» RAW DATA:
────────────────────

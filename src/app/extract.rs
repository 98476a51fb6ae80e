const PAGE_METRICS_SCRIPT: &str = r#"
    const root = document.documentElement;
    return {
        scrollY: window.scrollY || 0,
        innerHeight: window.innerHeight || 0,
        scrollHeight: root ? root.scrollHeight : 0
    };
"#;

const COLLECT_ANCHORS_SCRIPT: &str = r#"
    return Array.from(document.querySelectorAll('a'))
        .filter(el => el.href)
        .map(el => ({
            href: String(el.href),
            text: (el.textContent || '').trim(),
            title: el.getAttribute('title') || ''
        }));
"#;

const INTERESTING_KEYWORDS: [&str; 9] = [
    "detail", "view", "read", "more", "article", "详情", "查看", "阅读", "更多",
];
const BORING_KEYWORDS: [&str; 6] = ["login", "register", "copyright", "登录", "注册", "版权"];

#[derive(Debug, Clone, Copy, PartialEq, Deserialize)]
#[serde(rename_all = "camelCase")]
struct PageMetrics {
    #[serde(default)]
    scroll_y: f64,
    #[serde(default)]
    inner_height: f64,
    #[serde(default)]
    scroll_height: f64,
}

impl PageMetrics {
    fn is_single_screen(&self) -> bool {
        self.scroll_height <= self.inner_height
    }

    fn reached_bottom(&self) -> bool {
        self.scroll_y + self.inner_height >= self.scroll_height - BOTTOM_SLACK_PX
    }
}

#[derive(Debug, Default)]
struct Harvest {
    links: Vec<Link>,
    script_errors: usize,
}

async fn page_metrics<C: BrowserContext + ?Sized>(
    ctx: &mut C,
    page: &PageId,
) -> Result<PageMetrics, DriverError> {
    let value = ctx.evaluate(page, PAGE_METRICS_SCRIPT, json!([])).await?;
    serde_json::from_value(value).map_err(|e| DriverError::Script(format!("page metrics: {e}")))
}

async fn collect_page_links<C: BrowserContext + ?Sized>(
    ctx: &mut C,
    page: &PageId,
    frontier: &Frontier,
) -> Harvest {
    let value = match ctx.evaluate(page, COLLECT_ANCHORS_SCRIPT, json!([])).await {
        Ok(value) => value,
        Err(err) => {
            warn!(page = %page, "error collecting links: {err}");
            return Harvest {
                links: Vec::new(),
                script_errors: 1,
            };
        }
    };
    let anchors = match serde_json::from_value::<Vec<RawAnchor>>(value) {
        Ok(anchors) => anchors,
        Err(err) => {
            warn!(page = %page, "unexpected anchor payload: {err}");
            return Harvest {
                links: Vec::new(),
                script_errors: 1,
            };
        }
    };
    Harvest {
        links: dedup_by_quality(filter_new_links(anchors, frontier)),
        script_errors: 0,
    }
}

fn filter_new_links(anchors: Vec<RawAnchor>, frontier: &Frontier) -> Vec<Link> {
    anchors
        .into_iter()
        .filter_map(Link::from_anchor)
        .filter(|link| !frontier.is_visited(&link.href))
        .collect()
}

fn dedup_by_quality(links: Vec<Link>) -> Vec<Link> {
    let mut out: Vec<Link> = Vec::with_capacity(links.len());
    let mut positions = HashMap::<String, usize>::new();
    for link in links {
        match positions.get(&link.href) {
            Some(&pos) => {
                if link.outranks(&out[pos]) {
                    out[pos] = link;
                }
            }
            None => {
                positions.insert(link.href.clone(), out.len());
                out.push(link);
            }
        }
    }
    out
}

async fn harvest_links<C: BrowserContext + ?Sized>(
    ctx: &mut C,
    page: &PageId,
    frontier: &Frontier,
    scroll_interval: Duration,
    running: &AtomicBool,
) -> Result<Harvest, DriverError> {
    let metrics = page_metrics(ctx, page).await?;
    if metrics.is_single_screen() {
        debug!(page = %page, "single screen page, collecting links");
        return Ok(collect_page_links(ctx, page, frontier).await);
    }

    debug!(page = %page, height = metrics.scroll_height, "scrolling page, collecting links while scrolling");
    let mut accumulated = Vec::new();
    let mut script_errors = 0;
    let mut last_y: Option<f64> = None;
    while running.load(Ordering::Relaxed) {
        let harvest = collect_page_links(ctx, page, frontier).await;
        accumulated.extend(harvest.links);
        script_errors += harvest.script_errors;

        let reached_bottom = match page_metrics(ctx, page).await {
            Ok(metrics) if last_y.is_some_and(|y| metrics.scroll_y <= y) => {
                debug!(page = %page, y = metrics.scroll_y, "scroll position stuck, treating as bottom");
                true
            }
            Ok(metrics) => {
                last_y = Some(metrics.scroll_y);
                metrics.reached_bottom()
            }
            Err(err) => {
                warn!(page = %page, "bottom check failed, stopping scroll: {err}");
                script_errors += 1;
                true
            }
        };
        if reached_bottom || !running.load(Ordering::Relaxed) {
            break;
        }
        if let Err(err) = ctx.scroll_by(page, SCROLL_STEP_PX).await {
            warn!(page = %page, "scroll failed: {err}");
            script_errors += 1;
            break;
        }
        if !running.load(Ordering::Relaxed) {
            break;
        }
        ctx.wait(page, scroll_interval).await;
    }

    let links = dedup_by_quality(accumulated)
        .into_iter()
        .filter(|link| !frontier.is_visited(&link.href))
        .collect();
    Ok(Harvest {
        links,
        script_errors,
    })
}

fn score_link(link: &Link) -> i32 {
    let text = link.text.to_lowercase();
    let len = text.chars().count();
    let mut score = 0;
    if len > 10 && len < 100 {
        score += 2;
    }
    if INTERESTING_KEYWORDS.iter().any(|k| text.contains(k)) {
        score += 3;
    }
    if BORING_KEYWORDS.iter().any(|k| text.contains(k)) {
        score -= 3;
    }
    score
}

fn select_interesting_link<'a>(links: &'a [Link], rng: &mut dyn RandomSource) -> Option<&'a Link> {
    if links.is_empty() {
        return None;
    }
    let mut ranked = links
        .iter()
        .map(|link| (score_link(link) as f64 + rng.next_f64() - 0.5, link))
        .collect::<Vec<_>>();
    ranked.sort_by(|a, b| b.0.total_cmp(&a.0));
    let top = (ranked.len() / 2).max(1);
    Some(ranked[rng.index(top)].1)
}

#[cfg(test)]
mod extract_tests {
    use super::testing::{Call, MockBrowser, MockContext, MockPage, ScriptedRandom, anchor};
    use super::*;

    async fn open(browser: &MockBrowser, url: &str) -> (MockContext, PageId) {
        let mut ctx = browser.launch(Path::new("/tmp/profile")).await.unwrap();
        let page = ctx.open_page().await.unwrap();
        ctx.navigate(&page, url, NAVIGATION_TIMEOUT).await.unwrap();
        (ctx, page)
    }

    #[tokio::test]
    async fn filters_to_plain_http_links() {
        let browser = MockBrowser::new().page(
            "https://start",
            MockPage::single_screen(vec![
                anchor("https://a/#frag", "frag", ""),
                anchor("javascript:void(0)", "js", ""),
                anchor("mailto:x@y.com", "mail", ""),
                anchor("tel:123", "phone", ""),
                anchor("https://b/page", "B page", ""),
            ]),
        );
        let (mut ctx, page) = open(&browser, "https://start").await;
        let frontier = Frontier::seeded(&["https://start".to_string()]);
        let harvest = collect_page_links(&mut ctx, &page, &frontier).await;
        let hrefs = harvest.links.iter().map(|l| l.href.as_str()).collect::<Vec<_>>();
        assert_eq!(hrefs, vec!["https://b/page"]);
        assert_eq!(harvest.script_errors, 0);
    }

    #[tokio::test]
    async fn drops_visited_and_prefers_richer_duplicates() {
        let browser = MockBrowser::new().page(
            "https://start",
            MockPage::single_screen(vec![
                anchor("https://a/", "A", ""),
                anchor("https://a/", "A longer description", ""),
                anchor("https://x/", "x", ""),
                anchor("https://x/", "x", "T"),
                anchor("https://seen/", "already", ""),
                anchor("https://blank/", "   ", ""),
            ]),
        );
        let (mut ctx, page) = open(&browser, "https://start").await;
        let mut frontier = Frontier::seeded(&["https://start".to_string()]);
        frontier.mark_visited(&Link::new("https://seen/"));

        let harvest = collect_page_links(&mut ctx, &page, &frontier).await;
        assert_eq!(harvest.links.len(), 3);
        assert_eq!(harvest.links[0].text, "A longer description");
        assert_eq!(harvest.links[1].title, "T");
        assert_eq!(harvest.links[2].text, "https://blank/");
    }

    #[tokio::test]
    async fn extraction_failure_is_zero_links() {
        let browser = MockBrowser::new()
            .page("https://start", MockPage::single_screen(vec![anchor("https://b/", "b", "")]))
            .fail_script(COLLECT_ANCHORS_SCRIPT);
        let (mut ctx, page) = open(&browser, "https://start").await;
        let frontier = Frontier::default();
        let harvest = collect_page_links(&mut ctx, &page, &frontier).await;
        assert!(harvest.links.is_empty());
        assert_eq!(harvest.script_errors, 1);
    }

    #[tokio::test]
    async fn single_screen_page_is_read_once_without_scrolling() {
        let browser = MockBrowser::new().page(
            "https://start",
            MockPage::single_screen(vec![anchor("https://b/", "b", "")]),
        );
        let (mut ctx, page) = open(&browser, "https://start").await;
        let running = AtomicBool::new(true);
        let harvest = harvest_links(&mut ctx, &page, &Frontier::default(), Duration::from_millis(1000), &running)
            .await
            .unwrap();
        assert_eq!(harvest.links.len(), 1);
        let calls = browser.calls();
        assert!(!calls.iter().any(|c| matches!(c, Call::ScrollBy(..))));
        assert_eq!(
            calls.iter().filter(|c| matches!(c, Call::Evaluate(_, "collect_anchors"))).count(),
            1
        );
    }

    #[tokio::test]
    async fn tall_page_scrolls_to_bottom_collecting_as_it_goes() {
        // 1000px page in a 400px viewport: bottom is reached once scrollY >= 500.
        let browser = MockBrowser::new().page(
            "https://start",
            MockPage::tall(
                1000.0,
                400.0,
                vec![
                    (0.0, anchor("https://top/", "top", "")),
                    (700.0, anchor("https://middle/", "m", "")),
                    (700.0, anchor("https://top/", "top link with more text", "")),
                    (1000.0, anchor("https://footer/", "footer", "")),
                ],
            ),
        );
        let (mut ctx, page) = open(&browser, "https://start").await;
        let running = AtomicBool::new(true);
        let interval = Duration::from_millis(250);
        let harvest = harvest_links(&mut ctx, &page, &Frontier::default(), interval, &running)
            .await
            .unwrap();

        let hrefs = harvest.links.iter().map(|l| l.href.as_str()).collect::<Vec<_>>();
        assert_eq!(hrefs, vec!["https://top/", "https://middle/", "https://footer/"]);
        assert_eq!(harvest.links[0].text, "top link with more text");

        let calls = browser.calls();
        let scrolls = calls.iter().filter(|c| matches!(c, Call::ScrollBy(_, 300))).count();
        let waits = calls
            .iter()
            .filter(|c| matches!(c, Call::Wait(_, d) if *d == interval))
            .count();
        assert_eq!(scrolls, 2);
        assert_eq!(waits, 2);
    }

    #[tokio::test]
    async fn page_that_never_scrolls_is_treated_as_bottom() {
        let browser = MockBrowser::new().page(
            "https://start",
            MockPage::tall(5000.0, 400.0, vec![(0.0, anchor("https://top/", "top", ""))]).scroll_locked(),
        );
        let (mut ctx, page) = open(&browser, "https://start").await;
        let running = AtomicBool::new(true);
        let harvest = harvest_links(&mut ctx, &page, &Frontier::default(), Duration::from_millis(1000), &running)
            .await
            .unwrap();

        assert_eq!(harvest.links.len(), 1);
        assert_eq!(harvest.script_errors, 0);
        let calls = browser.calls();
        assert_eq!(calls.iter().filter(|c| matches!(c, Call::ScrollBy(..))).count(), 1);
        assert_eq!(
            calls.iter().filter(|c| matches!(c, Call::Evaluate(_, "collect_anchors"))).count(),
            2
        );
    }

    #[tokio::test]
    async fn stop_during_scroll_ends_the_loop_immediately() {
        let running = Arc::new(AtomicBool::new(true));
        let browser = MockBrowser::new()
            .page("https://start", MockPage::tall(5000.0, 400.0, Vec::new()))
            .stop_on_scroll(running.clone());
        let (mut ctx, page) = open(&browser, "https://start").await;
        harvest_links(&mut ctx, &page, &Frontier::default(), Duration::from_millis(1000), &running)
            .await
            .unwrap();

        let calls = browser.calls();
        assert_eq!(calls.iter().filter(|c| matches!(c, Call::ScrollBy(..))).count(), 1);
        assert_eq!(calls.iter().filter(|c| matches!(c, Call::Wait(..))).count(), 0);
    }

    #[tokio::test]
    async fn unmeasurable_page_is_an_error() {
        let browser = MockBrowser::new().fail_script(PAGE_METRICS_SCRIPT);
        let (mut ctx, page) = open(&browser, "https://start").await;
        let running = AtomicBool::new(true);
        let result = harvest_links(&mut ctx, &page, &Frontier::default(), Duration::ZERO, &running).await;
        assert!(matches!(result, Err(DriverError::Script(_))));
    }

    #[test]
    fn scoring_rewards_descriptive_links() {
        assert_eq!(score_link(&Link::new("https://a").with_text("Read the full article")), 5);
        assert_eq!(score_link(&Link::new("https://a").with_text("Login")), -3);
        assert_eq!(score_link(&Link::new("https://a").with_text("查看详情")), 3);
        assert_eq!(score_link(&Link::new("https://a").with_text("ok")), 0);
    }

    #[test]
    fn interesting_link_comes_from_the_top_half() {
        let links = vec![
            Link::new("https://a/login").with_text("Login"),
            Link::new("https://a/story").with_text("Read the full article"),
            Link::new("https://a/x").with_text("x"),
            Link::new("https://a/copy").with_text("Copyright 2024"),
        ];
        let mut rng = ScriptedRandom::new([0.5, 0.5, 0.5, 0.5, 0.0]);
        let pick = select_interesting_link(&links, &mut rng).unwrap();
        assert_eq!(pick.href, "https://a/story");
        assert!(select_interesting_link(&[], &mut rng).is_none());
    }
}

────────────────────

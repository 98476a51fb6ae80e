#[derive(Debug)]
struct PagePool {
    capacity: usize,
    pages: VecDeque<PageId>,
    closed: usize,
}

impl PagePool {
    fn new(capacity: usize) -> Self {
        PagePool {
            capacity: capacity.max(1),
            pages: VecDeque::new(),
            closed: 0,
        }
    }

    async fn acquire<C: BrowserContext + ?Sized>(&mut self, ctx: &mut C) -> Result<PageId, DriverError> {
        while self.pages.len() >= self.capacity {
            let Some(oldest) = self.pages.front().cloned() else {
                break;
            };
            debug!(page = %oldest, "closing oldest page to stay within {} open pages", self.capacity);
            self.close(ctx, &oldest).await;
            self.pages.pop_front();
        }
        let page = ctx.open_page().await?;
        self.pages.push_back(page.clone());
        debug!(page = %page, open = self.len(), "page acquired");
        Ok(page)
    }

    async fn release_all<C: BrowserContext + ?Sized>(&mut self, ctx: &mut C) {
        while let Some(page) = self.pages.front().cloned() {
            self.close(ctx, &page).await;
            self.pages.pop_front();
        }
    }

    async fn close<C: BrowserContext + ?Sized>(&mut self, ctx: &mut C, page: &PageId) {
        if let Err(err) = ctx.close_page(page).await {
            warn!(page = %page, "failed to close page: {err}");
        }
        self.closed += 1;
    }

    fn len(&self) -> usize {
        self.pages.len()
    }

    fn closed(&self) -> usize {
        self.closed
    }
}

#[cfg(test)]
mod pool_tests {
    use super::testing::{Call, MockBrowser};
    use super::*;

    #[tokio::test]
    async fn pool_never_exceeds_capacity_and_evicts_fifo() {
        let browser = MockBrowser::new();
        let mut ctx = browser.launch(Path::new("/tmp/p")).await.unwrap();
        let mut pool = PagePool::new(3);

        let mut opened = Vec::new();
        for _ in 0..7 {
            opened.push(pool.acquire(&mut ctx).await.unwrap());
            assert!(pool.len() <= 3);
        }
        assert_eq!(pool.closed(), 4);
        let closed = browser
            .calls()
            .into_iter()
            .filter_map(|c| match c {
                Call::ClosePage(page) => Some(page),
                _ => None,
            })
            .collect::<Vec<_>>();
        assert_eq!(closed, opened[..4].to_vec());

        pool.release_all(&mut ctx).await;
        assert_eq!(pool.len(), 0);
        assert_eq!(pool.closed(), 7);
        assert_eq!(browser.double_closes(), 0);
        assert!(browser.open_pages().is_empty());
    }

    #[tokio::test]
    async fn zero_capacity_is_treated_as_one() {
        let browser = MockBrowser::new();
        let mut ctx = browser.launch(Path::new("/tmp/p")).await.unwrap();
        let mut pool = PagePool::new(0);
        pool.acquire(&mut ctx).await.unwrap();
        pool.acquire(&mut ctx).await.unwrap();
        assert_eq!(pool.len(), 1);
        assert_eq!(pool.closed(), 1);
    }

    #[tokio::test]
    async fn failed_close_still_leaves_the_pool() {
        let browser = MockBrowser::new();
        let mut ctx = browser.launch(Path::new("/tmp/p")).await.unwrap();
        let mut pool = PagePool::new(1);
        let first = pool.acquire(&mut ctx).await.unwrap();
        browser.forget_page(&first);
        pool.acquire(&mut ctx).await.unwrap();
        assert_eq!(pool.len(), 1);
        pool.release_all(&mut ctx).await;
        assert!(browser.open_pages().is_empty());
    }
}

────────────────────

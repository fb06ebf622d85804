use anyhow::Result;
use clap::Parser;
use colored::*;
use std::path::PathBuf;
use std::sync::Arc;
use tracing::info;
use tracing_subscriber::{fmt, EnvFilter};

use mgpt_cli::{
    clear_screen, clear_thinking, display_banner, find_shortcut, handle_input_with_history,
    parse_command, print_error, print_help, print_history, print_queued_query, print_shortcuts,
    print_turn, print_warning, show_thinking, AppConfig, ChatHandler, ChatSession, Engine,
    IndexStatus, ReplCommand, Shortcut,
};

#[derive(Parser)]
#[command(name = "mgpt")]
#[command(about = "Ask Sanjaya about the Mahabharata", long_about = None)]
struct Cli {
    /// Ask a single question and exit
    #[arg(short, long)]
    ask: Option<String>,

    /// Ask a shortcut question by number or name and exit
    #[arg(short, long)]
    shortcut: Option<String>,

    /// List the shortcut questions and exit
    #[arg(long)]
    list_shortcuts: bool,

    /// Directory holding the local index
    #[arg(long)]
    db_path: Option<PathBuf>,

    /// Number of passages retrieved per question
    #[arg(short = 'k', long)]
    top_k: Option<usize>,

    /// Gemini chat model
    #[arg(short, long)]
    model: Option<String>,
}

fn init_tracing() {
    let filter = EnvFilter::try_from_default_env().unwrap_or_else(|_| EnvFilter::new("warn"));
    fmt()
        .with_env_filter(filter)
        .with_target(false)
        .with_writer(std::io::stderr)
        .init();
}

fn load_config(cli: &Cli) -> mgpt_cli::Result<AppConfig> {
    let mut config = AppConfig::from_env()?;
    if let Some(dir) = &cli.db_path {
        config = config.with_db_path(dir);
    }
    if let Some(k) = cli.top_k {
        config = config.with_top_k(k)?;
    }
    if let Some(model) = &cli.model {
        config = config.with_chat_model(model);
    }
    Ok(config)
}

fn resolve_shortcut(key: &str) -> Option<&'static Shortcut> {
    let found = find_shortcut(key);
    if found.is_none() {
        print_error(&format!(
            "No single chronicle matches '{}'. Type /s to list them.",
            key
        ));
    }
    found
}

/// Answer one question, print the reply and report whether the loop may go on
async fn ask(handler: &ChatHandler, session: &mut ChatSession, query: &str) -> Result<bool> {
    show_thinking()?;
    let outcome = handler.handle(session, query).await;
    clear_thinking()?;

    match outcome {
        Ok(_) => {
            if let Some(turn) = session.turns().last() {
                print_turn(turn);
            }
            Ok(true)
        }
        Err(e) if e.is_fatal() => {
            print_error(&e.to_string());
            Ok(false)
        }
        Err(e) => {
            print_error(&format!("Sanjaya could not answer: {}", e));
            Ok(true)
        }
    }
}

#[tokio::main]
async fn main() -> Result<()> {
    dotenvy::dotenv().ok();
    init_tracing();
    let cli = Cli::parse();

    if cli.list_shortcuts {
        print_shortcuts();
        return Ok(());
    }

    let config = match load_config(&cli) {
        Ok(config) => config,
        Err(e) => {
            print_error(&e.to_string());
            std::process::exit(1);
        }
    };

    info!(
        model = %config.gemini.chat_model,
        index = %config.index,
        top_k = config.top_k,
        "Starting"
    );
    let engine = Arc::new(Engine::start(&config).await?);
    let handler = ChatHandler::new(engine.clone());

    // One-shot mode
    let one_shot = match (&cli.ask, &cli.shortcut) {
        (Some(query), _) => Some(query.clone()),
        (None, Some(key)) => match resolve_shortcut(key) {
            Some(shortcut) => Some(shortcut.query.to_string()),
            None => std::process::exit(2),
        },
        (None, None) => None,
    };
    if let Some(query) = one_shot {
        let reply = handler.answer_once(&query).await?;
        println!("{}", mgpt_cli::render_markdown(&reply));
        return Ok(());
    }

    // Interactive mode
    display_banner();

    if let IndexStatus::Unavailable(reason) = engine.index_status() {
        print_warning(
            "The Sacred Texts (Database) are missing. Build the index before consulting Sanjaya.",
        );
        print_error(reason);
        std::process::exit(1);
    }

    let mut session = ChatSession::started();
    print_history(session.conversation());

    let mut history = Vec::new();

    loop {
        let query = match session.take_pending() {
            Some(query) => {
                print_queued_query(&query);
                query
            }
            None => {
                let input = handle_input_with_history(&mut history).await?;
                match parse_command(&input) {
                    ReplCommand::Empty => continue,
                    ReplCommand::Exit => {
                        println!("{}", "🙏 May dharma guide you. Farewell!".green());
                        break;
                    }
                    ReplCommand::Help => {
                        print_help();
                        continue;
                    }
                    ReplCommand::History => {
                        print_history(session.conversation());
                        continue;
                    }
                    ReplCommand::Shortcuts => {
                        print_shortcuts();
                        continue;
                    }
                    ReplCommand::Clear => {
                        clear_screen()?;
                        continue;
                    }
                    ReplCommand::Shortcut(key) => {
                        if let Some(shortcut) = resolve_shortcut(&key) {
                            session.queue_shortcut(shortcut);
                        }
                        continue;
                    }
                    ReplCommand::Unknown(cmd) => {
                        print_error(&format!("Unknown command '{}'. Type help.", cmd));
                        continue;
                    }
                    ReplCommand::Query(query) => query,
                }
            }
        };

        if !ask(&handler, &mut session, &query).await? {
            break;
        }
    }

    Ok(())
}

────────────────────

Taking the listing above as the source, transcribe only the lines starting at the line with "let metrics = page_metrics(ctx, page).await?;" and going through the line with "script_errors += harvest.script_errors;", unaltered and with both ends included.

» FINISHED TASK:
    let metrics = page_metrics(ctx, page).await?;
    if metrics.is_single_screen() {
        debug!(page = %page, "single screen page, collecting links");
        return Ok(collect_page_links(ctx, page, frontier).await);
    }

    debug!(page = %page, height = metrics.scroll_height, "scrolling page, collecting links while scrolling");
    let mut accumulated = Vec::new();
    let mut script_errors = 0;
    let mut last_y: Option<f64> = None;
    while running.load(Ordering::Relaxed) {
        let harvest = collect_page_links(ctx, page, frontier).await;
        accumulated.extend(harvest.links);
        script_errors += harvest.script_errors;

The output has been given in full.